◆ **WHAT YOU ARE ASKED TO DO**:
Each line that contains "Sets" needs to be copied from the listing.
[MATERIALS PROVIDED]
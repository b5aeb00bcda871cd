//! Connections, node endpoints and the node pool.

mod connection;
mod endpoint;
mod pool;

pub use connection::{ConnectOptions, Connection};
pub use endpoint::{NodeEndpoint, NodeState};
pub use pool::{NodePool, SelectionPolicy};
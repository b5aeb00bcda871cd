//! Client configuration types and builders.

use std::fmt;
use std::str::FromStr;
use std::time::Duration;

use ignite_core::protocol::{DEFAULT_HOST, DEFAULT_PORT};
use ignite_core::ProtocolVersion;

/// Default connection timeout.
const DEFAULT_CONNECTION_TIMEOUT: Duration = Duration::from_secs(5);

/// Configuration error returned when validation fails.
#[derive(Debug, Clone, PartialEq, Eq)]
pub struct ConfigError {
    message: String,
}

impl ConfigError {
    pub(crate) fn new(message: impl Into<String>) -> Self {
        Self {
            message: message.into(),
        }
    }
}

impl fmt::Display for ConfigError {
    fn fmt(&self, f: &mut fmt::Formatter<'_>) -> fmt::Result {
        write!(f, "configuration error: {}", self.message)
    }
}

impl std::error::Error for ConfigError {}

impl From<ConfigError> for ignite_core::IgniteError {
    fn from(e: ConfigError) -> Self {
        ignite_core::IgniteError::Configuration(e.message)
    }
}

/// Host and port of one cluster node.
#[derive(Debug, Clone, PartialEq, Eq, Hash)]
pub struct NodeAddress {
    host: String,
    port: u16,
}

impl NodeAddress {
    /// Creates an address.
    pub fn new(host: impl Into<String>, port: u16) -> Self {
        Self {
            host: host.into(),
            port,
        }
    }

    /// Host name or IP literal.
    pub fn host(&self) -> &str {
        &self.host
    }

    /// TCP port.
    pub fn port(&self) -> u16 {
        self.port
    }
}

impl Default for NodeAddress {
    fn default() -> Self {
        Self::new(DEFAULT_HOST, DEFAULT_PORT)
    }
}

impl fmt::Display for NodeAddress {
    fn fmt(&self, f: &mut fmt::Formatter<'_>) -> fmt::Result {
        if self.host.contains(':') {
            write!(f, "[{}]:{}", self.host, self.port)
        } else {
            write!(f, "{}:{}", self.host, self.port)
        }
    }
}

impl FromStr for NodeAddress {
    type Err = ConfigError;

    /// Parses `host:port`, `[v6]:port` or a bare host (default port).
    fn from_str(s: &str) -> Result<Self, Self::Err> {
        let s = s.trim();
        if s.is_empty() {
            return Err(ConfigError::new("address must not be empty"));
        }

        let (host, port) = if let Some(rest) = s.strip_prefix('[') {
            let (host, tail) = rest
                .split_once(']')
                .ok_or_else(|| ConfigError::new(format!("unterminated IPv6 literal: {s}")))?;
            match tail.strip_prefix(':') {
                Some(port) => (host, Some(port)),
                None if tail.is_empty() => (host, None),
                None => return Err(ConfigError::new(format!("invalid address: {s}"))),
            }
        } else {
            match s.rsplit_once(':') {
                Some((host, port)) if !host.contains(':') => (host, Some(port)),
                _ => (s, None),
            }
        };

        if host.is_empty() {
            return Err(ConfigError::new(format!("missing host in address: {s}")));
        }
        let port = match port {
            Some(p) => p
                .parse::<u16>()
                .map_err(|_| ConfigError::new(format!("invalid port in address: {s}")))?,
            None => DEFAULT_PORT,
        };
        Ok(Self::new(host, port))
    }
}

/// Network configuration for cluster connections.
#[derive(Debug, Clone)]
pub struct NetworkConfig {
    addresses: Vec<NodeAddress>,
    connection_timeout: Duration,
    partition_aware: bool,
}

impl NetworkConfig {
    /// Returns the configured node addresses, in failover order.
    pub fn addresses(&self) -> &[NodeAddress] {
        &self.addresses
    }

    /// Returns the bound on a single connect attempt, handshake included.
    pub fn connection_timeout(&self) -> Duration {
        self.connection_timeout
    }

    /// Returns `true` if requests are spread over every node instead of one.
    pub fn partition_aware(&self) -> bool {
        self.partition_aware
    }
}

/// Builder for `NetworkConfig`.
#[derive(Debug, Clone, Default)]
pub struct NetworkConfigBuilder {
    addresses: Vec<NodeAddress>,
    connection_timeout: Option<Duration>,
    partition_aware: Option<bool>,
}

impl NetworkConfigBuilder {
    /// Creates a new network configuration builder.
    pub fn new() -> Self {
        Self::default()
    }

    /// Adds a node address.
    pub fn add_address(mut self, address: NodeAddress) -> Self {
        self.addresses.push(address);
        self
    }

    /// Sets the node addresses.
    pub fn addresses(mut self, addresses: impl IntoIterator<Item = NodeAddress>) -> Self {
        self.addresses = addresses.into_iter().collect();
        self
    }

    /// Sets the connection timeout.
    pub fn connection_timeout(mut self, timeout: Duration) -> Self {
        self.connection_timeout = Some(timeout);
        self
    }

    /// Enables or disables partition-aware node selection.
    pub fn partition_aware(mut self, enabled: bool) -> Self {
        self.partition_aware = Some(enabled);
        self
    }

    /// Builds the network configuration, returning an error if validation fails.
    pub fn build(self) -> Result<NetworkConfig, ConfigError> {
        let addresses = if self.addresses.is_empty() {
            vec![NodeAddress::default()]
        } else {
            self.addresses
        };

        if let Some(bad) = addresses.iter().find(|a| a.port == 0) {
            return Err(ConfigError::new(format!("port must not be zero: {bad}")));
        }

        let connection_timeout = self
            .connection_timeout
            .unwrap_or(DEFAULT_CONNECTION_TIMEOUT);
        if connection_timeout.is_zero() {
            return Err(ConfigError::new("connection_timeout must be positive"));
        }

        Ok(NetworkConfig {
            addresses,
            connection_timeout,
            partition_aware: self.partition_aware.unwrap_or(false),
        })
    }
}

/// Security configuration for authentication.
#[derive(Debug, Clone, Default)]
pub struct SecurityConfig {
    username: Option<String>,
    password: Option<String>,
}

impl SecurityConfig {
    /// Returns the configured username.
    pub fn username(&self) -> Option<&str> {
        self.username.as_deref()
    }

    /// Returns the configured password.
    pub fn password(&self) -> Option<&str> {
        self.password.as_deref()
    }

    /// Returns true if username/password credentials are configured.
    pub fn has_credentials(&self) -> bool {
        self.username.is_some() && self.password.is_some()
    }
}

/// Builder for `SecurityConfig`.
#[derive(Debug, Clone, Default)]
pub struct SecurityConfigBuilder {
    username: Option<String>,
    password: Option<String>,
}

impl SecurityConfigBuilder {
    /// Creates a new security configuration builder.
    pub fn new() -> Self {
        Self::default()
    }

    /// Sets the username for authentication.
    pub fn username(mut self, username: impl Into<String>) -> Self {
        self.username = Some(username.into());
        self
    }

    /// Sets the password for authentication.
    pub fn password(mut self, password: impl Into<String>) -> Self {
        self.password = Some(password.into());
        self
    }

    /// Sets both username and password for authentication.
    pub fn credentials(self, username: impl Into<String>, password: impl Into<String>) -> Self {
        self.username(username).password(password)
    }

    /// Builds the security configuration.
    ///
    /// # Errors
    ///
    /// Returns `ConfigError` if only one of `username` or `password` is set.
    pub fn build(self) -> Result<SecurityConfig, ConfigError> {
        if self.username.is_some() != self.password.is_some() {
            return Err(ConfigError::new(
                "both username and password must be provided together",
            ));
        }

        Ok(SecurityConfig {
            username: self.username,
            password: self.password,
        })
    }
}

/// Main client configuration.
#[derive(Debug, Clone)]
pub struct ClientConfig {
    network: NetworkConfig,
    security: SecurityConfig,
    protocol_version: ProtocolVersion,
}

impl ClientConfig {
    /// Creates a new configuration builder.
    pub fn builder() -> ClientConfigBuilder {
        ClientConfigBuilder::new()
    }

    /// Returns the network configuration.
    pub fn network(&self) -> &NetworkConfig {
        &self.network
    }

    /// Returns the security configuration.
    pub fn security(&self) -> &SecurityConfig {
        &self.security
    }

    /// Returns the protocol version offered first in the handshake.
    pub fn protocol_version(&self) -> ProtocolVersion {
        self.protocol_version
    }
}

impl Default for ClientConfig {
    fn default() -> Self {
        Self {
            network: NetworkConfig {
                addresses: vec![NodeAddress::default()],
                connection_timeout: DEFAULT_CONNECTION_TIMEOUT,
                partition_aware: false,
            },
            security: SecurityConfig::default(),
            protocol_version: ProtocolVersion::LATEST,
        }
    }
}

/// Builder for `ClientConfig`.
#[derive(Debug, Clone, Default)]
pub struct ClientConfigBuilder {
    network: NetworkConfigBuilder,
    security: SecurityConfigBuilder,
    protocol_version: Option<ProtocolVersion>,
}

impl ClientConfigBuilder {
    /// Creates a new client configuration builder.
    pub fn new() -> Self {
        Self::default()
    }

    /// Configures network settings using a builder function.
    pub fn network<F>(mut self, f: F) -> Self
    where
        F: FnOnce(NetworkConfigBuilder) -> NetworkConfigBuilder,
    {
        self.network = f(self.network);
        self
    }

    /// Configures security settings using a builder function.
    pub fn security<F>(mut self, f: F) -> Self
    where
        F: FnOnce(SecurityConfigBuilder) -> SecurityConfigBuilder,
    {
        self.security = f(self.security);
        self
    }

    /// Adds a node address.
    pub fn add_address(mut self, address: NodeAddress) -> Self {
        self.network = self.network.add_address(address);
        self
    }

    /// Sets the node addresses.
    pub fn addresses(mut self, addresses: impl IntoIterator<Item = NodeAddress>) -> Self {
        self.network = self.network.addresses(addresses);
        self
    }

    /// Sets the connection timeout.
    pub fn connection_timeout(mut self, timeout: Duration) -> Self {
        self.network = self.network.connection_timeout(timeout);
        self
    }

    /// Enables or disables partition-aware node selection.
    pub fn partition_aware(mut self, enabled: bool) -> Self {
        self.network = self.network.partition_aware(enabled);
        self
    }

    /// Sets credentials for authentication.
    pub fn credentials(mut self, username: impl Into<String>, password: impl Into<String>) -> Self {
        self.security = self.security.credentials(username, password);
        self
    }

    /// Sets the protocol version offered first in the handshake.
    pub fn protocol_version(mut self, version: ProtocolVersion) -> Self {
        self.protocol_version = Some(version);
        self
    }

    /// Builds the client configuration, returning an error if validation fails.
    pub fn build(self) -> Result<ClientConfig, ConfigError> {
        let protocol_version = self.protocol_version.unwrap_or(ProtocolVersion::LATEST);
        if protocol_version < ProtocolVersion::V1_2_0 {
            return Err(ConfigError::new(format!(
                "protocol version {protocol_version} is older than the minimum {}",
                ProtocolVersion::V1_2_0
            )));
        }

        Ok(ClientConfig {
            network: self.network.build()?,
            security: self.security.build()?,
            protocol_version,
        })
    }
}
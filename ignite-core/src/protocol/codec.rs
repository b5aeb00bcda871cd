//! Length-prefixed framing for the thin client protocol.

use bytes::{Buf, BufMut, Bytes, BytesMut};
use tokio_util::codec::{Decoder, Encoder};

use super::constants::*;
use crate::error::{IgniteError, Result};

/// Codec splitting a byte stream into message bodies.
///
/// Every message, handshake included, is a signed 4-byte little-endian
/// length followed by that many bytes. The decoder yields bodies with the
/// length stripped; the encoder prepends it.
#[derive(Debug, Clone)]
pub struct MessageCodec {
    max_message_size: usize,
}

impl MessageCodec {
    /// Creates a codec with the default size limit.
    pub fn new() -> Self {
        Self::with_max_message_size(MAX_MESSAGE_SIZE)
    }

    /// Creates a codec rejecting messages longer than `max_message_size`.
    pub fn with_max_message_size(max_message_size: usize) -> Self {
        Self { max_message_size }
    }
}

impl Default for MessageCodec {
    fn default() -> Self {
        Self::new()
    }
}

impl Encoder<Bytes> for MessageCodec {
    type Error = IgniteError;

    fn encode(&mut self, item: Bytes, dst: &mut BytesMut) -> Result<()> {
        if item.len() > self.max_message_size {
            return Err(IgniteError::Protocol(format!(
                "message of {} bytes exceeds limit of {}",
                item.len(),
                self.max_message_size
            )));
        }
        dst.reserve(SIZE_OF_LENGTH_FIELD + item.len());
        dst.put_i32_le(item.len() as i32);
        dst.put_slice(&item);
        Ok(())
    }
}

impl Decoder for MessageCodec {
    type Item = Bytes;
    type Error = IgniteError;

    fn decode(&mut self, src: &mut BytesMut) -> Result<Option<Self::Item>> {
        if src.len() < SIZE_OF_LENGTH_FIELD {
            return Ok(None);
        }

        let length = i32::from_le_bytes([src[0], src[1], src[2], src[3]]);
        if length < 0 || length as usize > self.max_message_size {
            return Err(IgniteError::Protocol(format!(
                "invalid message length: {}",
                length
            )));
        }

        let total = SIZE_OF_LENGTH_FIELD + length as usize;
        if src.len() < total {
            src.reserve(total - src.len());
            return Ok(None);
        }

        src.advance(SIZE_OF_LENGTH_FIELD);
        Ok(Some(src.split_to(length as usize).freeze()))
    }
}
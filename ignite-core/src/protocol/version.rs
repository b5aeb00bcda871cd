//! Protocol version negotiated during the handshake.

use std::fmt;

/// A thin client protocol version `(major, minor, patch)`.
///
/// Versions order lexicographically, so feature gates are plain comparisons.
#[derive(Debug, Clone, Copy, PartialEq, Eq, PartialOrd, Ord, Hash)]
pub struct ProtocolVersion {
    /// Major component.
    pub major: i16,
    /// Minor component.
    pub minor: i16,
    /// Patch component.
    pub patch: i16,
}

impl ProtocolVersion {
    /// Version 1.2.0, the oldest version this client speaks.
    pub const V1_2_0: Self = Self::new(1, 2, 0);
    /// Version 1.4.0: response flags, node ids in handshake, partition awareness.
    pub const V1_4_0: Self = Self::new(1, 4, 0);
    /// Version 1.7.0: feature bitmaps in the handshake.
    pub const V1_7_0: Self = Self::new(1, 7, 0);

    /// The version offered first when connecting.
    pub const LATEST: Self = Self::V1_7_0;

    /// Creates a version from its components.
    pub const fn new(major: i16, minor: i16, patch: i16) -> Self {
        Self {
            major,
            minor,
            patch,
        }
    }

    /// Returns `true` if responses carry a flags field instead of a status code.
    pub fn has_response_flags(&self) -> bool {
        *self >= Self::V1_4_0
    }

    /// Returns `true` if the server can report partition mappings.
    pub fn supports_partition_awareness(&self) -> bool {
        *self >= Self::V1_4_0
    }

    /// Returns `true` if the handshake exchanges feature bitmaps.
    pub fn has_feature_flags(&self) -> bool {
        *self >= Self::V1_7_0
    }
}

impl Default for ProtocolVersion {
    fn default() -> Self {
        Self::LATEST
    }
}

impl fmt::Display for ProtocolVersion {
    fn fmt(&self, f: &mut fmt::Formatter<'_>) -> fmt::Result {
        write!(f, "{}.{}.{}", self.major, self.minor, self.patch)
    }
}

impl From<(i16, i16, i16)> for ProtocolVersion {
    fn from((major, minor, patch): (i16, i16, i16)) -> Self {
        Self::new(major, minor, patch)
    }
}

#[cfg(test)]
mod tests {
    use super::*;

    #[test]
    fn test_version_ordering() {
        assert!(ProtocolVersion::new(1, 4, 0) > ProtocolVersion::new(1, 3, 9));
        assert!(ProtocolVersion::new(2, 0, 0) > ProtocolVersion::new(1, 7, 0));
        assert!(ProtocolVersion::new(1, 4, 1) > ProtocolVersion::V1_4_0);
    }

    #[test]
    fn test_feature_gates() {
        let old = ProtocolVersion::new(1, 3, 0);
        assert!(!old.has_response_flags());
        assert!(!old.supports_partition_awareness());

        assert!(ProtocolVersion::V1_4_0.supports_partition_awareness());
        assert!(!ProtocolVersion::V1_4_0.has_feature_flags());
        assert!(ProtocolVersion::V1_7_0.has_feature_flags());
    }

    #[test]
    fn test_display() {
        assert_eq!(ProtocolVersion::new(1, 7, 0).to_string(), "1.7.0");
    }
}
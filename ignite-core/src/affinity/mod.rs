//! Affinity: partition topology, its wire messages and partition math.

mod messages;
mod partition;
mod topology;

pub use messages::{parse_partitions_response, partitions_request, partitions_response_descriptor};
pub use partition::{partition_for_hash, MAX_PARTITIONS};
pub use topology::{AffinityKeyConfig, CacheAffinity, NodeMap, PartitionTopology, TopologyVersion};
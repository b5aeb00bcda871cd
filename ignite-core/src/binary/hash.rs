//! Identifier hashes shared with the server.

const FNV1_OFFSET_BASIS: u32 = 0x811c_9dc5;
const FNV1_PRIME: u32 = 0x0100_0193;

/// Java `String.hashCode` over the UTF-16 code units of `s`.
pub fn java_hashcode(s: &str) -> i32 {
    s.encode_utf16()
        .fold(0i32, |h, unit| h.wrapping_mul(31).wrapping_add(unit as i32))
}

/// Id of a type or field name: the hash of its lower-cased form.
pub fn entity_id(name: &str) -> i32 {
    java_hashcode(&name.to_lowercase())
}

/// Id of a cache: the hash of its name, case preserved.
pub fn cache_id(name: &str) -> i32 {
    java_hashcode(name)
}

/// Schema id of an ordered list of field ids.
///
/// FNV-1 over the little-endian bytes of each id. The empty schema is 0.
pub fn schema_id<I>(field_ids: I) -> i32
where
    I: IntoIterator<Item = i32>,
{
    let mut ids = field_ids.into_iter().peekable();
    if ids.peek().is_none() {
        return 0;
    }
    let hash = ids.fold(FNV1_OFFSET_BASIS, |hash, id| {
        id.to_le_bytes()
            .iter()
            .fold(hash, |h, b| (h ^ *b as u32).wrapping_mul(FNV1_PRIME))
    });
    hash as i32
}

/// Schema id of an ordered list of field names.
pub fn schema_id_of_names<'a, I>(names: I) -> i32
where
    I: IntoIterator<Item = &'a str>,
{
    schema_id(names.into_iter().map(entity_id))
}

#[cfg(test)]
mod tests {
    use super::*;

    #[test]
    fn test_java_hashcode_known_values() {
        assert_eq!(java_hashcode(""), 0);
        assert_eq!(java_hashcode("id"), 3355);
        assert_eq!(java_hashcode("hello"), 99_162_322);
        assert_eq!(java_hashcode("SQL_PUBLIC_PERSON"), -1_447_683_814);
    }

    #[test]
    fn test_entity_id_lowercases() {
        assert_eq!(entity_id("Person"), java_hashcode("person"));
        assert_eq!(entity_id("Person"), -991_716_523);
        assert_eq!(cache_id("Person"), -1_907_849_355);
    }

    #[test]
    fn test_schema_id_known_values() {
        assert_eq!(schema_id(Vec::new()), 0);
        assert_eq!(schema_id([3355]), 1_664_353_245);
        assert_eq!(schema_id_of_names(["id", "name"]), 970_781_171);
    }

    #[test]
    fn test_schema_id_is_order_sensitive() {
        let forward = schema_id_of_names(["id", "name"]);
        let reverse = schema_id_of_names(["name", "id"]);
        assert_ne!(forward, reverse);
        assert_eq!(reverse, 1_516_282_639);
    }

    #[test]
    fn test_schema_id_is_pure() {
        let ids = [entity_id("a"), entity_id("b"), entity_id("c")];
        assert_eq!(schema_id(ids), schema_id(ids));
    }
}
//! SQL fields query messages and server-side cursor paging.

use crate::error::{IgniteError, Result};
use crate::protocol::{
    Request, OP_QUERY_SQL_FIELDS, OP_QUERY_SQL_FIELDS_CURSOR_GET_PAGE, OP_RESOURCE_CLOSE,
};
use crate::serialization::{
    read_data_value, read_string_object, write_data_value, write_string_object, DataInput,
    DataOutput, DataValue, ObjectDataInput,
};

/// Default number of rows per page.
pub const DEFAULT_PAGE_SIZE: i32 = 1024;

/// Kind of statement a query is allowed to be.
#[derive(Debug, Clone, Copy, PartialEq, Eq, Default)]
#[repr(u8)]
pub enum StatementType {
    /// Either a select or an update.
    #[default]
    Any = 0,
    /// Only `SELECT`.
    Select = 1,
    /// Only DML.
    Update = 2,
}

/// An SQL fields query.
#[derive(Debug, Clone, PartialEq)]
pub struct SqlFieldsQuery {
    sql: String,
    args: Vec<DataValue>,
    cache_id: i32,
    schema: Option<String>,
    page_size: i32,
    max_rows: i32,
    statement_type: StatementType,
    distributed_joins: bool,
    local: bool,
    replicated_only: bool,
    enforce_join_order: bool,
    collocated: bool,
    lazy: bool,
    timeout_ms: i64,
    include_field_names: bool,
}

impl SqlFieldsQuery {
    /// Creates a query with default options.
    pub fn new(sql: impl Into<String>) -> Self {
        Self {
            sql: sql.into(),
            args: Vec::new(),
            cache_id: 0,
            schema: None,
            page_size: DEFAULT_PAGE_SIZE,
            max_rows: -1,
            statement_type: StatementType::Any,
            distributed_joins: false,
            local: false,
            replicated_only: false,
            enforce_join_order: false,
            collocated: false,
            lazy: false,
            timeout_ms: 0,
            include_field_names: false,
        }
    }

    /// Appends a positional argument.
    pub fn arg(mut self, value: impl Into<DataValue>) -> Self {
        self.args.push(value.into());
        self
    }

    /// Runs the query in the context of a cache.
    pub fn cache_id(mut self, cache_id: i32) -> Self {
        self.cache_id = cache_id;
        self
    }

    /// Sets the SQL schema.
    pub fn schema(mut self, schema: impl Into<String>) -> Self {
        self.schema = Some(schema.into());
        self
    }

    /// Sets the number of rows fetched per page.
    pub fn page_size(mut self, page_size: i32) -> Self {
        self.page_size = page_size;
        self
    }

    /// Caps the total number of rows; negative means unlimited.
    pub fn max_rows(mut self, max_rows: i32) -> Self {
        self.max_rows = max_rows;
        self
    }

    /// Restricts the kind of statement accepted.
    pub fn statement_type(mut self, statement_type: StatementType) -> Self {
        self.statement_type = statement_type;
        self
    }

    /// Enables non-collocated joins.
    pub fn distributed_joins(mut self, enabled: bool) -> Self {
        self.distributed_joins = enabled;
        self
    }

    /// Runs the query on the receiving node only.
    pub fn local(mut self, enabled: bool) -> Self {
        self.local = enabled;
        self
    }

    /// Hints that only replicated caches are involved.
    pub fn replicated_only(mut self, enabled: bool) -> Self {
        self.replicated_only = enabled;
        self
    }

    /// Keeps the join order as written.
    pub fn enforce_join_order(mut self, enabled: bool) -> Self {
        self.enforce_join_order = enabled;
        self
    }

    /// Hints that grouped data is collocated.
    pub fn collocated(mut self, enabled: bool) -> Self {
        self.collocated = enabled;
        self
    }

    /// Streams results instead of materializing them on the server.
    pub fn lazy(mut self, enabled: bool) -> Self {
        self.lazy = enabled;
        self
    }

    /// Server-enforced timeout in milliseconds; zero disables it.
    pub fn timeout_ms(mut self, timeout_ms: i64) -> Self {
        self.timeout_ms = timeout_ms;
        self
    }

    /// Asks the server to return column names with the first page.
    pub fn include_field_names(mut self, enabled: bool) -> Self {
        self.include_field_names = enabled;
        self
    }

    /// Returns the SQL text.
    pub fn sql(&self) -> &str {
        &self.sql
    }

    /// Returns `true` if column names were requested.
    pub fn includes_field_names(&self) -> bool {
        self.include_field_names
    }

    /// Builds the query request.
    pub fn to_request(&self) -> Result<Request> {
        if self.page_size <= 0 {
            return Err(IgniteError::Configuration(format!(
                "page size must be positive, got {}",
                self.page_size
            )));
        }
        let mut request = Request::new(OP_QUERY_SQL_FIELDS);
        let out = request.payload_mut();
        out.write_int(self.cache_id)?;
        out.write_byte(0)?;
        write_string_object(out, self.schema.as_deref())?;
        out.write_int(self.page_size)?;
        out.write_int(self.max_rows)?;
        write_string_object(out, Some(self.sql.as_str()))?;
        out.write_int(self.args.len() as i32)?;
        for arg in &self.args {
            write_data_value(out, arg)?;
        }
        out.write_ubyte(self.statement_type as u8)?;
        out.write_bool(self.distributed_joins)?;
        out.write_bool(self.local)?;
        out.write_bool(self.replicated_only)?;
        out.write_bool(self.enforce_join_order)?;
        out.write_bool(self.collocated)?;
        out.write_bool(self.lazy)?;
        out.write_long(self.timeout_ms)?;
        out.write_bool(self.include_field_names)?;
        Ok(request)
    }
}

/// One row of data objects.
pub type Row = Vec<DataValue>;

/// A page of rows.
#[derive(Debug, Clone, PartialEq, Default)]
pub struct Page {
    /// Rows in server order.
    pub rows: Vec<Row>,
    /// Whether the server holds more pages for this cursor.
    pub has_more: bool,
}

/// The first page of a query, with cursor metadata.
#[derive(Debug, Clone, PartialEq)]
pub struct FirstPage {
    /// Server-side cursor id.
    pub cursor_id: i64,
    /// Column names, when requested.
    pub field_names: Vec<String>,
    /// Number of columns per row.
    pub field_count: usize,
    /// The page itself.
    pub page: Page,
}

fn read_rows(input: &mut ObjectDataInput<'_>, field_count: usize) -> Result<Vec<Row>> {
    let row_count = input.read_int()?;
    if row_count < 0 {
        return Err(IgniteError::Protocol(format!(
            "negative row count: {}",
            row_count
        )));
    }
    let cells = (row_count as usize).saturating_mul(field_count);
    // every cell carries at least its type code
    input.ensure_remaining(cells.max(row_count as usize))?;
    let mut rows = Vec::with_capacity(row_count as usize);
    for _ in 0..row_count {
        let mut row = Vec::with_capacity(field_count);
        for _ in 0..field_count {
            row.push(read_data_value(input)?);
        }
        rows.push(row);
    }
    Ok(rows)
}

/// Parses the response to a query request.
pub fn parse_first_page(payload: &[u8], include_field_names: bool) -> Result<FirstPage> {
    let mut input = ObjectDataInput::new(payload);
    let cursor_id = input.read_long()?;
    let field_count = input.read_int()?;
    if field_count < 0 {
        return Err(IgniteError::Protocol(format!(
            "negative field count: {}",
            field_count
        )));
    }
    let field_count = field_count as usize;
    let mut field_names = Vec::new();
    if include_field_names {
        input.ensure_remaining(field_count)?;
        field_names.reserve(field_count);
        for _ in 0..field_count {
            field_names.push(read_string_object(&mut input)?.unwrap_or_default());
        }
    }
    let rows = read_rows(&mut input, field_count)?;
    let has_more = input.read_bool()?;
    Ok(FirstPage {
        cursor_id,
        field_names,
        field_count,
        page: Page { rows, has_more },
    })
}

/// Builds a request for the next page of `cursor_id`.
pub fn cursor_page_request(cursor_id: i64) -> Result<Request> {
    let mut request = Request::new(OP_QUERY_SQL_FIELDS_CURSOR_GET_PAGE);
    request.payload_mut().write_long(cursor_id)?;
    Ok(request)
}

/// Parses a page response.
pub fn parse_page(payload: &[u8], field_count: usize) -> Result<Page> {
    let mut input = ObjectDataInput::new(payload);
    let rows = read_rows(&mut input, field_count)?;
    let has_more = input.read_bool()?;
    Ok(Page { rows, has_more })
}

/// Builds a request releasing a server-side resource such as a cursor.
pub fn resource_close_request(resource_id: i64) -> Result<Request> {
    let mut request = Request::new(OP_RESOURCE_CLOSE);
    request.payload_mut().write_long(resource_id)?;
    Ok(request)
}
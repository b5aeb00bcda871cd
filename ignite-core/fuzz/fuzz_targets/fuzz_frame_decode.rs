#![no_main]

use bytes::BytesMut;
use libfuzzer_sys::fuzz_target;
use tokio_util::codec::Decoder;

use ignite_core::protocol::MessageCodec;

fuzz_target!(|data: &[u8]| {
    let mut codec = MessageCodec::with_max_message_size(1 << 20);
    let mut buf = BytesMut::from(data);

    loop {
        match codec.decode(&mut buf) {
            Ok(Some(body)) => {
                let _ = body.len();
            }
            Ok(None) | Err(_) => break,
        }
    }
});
[/MATERIALS PROVIDED]
◆ **EXERCISE OUTPUT**:
    /// Sets the node addresses.
    /// Sets the connection timeout.
    /// Sets the username for authentication.
    /// Sets the password for authentication.
    /// Sets both username and password for authentication.
    /// Sets the node addresses.
    /// Sets the connection timeout.
    /// Sets credentials for authentication.
    /// Sets the protocol version offered first in the handshake.
    /// Sets the SQL schema.
    /// Sets the number of rows fetched per page.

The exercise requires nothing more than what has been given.